The new normal. As we know, the pandemic accelerated a number of pre-existing trends. The shift out of bricks-and-mortar shopping was one. In February 2020 around 20% of retail spending was done online. At its peak a year later more that 37% was. Now we’ve moderated our online shopping somewhat to 27%, with the physical alternative as easy as it was previously. And there are some structural changes —online shopping for leisure and gardening, household goods and supermarket shopping all increased substantially relative to pre- pandemic levels. But the winners are flowers, plants, seeds, fertilisers, and pet foods, which are still on the upward trend.

Fill the gaps. Against a backdrop of elevated energy prices (and incipient demand rationing in Germany), the Climate Change Committee’s annual stocktake of the UK’s efforts at cutting carbon emissions didn’t make for terrific reading. The independent body, tasked with advising the UK and devolved governments on carbon reduction matters, said it unearthed “major failures in delivery programmes” for achieving net zero by 2050. But there are some positives: “credible plans” existed for 39% of required emissions reductions. It’s just that policy gaps abound. Filling them simultaneously makes net zero goals more achievable and presents one solution to the cost-of-living crisis.

Struggling to recover. China’s economic growth slowed sharply in the second quarter reflecting the economic damage from a prolonged period of lockdowns. The world’s second largest economy grew by 0.4% in Q2’22 from a year earlier—marking the second worst quarterly figure in 30 years— and down from the 4.8% recorded in Q1. Compared with the previous quarter GDP shrank by 2.6%, compared to a 1.4% gain in Q1. In the meantime, cases of Covid have picked up this month, sparking fears of more lockdowns.
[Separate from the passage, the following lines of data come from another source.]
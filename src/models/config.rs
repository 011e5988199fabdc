//! Configuration data model and validation

use crate::types::{AppError, Result};
use serde::{Deserialize, Serialize};
use std::time::Duration;

/// Main harness configuration
#[derive(Debug, Clone, Serialize, Deserialize)]
pub struct Config {
    /// Target address as "host:port" or bare "host"
    #[serde(default = "default_target_address")]
    pub target_address: String,

    /// Number of concurrent simulated clients
    #[serde(default = "default_client_count")]
    pub client_count: u32,

    /// Bound covering connect plus read, in seconds
    #[serde(default = "default_connect_timeout_secs")]
    pub connect_timeout_secs: u64,

    /// Minimum inter-probe pacing delay, in milliseconds
    #[serde(default = "default_min_wait_ms")]
    pub min_wait_ms: u64,

    /// Maximum inter-probe pacing delay, in milliseconds
    #[serde(default = "default_max_wait_ms")]
    pub max_wait_ms: u64,

    /// Stop the harness after this many seconds (run until Ctrl-C if absent)
    #[serde(default)]
    pub run_time_secs: Option<u64>,

    /// Enable colored terminal output
    #[serde(default = "default_enable_color")]
    pub enable_color: bool,

    /// Enable verbose output
    #[serde(default)]
    pub verbose: bool,

    /// Enable debug output
    #[serde(default)]
    pub debug: bool,
}

impl Default for Config {
    fn default() -> Self {
        Self {
            target_address: default_target_address(),
            client_count: default_client_count(),
            connect_timeout_secs: default_connect_timeout_secs(),
            min_wait_ms: default_min_wait_ms(),
            max_wait_ms: default_max_wait_ms(),
            run_time_secs: None,
            enable_color: default_enable_color(),
            verbose: false,
            debug: false,
        }
    }
}

impl Config {
    /// Create a new configuration with default values
    pub fn new() -> Self {
        Self::default()
    }

    /// Get connect timeout as Duration
    pub fn connect_timeout(&self) -> Duration {
        Duration::from_secs(self.connect_timeout_secs)
    }

    /// Get minimum pacing delay as Duration
    pub fn min_wait(&self) -> Duration {
        Duration::from_millis(self.min_wait_ms)
    }

    /// Get maximum pacing delay as Duration
    pub fn max_wait(&self) -> Duration {
        Duration::from_millis(self.max_wait_ms)
    }

    /// Validate the configuration and return any errors
    pub fn validate(&self) -> Result<()> {
        if self.target_address.trim().is_empty() {
            return Err(AppError::config("Target address cannot be empty"));
        }

        if self.client_count == 0 {
            return Err(AppError::config("Client count must be greater than 0"));
        }

        if self.client_count > 10_000 {
            return Err(AppError::config("Client count cannot exceed 10000"));
        }

        if self.connect_timeout_secs == 0 {
            return Err(AppError::config("Connect timeout must be greater than 0"));
        }

        if self.connect_timeout_secs > 300 {
            return Err(AppError::config("Connect timeout cannot exceed 300 seconds"));
        }

        if self.min_wait_ms > self.max_wait_ms {
            return Err(AppError::config(format!(
                "Minimum wait ({}ms) cannot exceed maximum wait ({}ms)",
                self.min_wait_ms, self.max_wait_ms
            )));
        }

        if let Some(run_time) = self.run_time_secs {
            if run_time == 0 {
                return Err(AppError::config("Run time must be greater than 0"));
            }
        }

        Ok(())
    }

    /// Merge environment variables into this configuration.
    ///
    /// Each variable is validated by
    /// [`EnvManager`](crate::config::EnvManager) before it is applied, so
    /// an out-of-range value fails here rather than surviving until
    /// `validate()`.
    pub fn merge_from_env(&mut self) -> Result<()> {
        use crate::config::env::EnvManager;

        if let Some(address) = EnvManager::validated_var("TARGET_ADDRESS")? {
            self.target_address = address.trim().to_string();
        }

        if let Some(clients) = EnvManager::validated_var("CLIENT_COUNT")? {
            self.client_count = clients.parse().map_err(|e| {
                AppError::config(format!("Invalid CLIENT_COUNT value '{}': {}", clients, e))
            })?;
        }

        if let Some(timeout) = EnvManager::validated_var("CONNECT_TIMEOUT_SECS")? {
            self.connect_timeout_secs = timeout.parse().map_err(|e| {
                AppError::config(format!(
                    "Invalid CONNECT_TIMEOUT_SECS value '{}': {}",
                    timeout, e
                ))
            })?;
        }

        if let Some(min_wait) = EnvManager::validated_var("MIN_WAIT_MS")? {
            self.min_wait_ms = min_wait.parse().map_err(|e| {
                AppError::config(format!("Invalid MIN_WAIT_MS value '{}': {}", min_wait, e))
            })?;
        }

        if let Some(max_wait) = EnvManager::validated_var("MAX_WAIT_MS")? {
            self.max_wait_ms = max_wait.parse().map_err(|e| {
                AppError::config(format!("Invalid MAX_WAIT_MS value '{}': {}", max_wait, e))
            })?;
        }

        if let Some(enable_color) = EnvManager::validated_var("ENABLE_COLOR")? {
            self.enable_color = enable_color.parse().map_err(|e| {
                AppError::config(format!(
                    "Invalid ENABLE_COLOR value '{}': {}",
                    enable_color, e
                ))
            })?;
        }

        Ok(())
    }
}

// Default value functions for serde
fn default_target_address() -> String {
    format!("localhost:{}", crate::defaults::DEFAULT_PORT)
}

fn default_client_count() -> u32 {
    crate::defaults::DEFAULT_CLIENT_COUNT
}

fn default_connect_timeout_secs() -> u64 {
    crate::defaults::DEFAULT_CONNECT_TIMEOUT.as_secs()
}

fn default_min_wait_ms() -> u64 {
    crate::defaults::DEFAULT_MIN_WAIT.as_millis() as u64
}

fn default_max_wait_ms() -> u64 {
    crate::defaults::DEFAULT_MAX_WAIT.as_millis() as u64
}

fn default_enable_color() -> bool {
    crate::defaults::DEFAULT_ENABLE_COLOR
}
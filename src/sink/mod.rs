//! Event sink interface and bundled implementations
//!
//! The sink is the single boundary between the harness core and the
//! surrounding reporting framework: one `record` call per probe attempt,
//! success or failure. Sinks must tolerate concurrent delivery from
//! multiple simulated clients; every event is a self-contained immutable
//! record, so no cross-event state is required.

use crate::logging::LoggerHandle;
use crate::models::MetricsEvent;
use std::sync::Mutex;

/// Consumer of per-probe metrics events
pub trait EventSink: Send + Sync {
    /// Record one metrics event. Called exactly once per probe attempt.
    fn record(&self, event: MetricsEvent);
}

/// Sink that writes one log line per event through the injected logger.
/// Successful probes log at info level, failed probes at warn.
pub struct LoggingSink {
    logger: LoggerHandle,
}

impl LoggingSink {
    pub fn new(logger: LoggerHandle) -> Self {
        Self { logger }
    }
}

impl EventSink for LoggingSink {
    fn record(&self, event: MetricsEvent) {
        match &event.error {
            None => {
                self.logger.info(&format!(
                    "{} {} ok: {:.1}ms, {} bytes",
                    event.kind, event.name, event.elapsed_ms, event.payload_length
                ));
            }
            Some(error) => {
                self.logger.warn(&format!(
                    "{} {} failed [{}]: {} ({:.1}ms)",
                    event.kind,
                    event.name,
                    error.category(),
                    error,
                    event.elapsed_ms
                ));
            }
        }
    }
}

/// Sink that collects events in memory. Used by tests and by embedders
/// that want to drain events after a run.
#[derive(Default)]
pub struct MemorySink {
    events: Mutex<Vec<MetricsEvent>>,
}

impl MemorySink {
    pub fn new() -> Self {
        Self::default()
    }

    /// Number of events recorded so far
    pub fn len(&self) -> usize {
        self.events.lock().map(|e| e.len()).unwrap_or(0)
    }

    pub fn is_empty(&self) -> bool {
        self.len() == 0
    }

    /// Take all recorded events, leaving the sink empty
    pub fn drain(&self) -> Vec<MetricsEvent> {
        match self.events.lock() {
            Ok(mut events) => std::mem::take(&mut *events),
            Err(_) => Vec::new(),
        }
    }

    /// Snapshot of all recorded events
    pub fn events(&self) -> Vec<MetricsEvent> {
        self.events.lock().map(|e| e.clone()).unwrap_or_default()
    }
}

impl EventSink for MemorySink {
    fn record(&self, event: MetricsEvent) {
        if let Ok(mut events) = self.events.lock() {
            events.push(event);
        }
    }
}

#[cfg(test)]
mod tests {
    use super::*;
    use crate::models::ProbeOutcome;
    use std::sync::Arc;
    use std::time::Duration;

    fn sample_event() -> MetricsEvent {
        let outcome = ProbeOutcome::success(Duration::from_millis(5), "ping".to_string());
        MetricsEvent::from_outcome(&outcome)
    }

    #[test]
    fn test_memory_sink_collects_events() {
        let sink = MemorySink::new();
        assert!(sink.is_empty());

        sink.record(sample_event());
        sink.record(sample_event());

        assert_eq!(sink.len(), 2);
        let events = sink.drain();
        assert_eq!(events.len(), 2);
        assert!(sink.is_empty());
    }

    #[test]
    fn test_memory_sink_concurrent_delivery() {
        let sink = Arc::new(MemorySink::new());
        let mut handles = Vec::new();

        for _ in 0..8 {
            let sink = sink.clone();
            handles.push(std::thread::spawn(move || {
                for _ in 0..50 {
                    sink.record(sample_event());
                }
            }));
        }

        for handle in handles {
            handle.join().unwrap();
        }

        assert_eq!(sink.len(), 8 * 50);
        // Every event survived delivery intact
        for event in sink.events() {
            assert_eq!(event.kind, "TCP");
            assert_eq!(event.payload_length, 4);
        }
    }
}
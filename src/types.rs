//! Type definitions and aliases

use serde::{Deserialize, Serialize};

// Re-export commonly used types
pub use crate::error::{AppError, Result};

/// Failure classification for a single probe attempt.
///
/// Probe failures are ordinary data carried inside a
/// [`ProbeOutcome`](crate::models::ProbeOutcome), never a thrown error:
/// the simulated-client loop reports them and keeps going.
#[derive(Debug, Clone, PartialEq, Eq, Serialize, Deserialize)]
pub enum ProbeError {
    /// No connection/response completed within the configured bound
    Timeout,
    /// Socket-level failure: refused, reset, unreachable, or payload
    /// decode failure
    Connection(String),
}

impl ProbeError {
    /// Get a short classification label for logging and reporting
    pub fn category(&self) -> &'static str {
        match self {
            ProbeError::Timeout => "TIMEOUT",
            ProbeError::Connection(_) => "CONNECTION",
        }
    }
}

impl std::fmt::Display for ProbeError {
    fn fmt(&self, f: &mut std::fmt::Formatter<'_>) -> std::fmt::Result {
        match self {
            ProbeError::Timeout => write!(f, "timed out"),
            ProbeError::Connection(detail) => write!(f, "connection error: {}", detail),
        }
    }
}

/// A probed host:port pair, immutable once constructed
#[derive(Debug, Clone, PartialEq, Eq, Serialize, Deserialize)]
pub struct Target {
    pub host: String,
    pub port: u16,
}

impl Target {
    /// Parse a "host:port" address, splitting on the last colon.
    ///
    /// A bare "host" uses `default_port`. The port must parse as a
    /// non-zero u16, so `"10.0.0.1:99999"` and `"host:0"` both fail
    /// configuration validation.
    pub fn parse(address: &str, default_port: u16) -> Result<Self> {
        let address = address.trim();
        if address.is_empty() {
            return Err(AppError::config("Target address cannot be empty"));
        }

        let (host, port) = match address.rsplit_once(':') {
            Some((host, port_str)) => {
                let port: u16 = port_str.parse().map_err(|e| {
                    AppError::config(format!(
                        "Invalid port '{}' in target address '{}': {}",
                        port_str, address, e
                    ))
                })?;
                (host, port)
            }
            None => (address, default_port),
        };

        if host.is_empty() {
            return Err(AppError::config(format!(
                "Target address '{}' has no host",
                address
            )));
        }
        if port == 0 {
            return Err(AppError::config(format!(
                "Target address '{}' has port 0; ports must be in 1-65535",
                address
            )));
        }

        Ok(Self {
            host: host.to_string(),
            port,
        })
    }
}

impl std::fmt::Display for Target {
    fn fmt(&self, f: &mut std::fmt::Formatter<'_>) -> std::fmt::Result {
        write!(f, "{}:{}", self.host, self.port)
    }
}

#[cfg(test)]
mod tests {
    use super::*;
    use proptest::prelude::*;

    #[test]
    fn test_parse_host_and_port() {
        let target = Target::parse("localhost:2323", 9999).unwrap();
        assert_eq!(target.host, "localhost");
        assert_eq!(target.port, 2323);
    }

    #[test]
    fn test_parse_bare_host_uses_default_port() {
        let target = Target::parse("localhost", 2323).unwrap();
        assert_eq!(target.host, "localhost");
        assert_eq!(target.port, 2323);
    }

    #[test]
    fn test_parse_splits_on_last_colon() {
        let target = Target::parse("svc.internal:node:8080", 2323).unwrap();
        assert_eq!(target.host, "svc.internal:node");
        assert_eq!(target.port, 8080);
    }

    #[test]
    fn test_parse_rejects_out_of_range_port() {
        assert!(Target::parse("10.0.0.1:99999", 2323).is_err());
    }

    #[test]
    fn test_parse_rejects_port_zero() {
        assert!(Target::parse("localhost:0", 2323).is_err());
    }

    #[test]
    fn test_parse_rejects_non_numeric_port() {
        assert!(Target::parse("localhost:abc", 2323).is_err());
    }

    #[test]
    fn test_parse_rejects_empty_address() {
        assert!(Target::parse("", 2323).is_err());
        assert!(Target::parse("   ", 2323).is_err());
        assert!(Target::parse(":8080", 2323).is_err());
    }

    #[test]
    fn test_display_round_trips() {
        let target = Target::parse("example.com:1234", 2323).unwrap();
        assert_eq!(target.to_string(), "example.com:1234");
    }

    #[test]
    fn test_probe_error_categories() {
        assert_eq!(ProbeError::Timeout.category(), "TIMEOUT");
        assert_eq!(
            ProbeError::Connection("refused".to_string()).category(),
            "CONNECTION"
        );
    }

    proptest! {
        #[test]
        fn prop_valid_host_port_pairs_parse(
            host in "[a-z][a-z0-9.-]{0,40}",
            port in 1u16..=65535,
        ) {
            let address = format!("{}:{}", host, port);
            let target = Target::parse(&address, 2323).unwrap();
            prop_assert_eq!(target.host, host);
            prop_assert_eq!(target.port, port);
        }

        #[test]
        fn prop_bare_host_takes_default(host in "[a-z][a-z0-9.-]{0,40}") {
            let target = Target::parse(&host, 4242).unwrap();
            prop_assert_eq!(target.host, host);
            prop_assert_eq!(target.port, 4242);
        }
    }
}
President Xi has reiterated the government’s commitment to the growth target of 5.5%, despite mounting challenges and slowing growth. That will likely require a hefty dose of stimulus.

How high can it fly? US CPI inflation accelerated in June to 1.3% MoM (from 1% in May), with the YoY rate posting a 40-year high of 9.1% (from 8.6% in May). This was significantly above market forecasts and raised concerns of a possible (and historic) 100-basis-point hike by the Fed in its upcoming July meeting. The monthly increase was broad-based. The energy index contributed to almost half the jump, followed by food prices. Core prices rose by 0.7% over May, fuelled by shelter, vehicle, and services (excluding energy) price increases. However, considering the drop in Brent crude below $100/barrel this month and a moderation in food prices, it seems the absolute worst may be behind the US.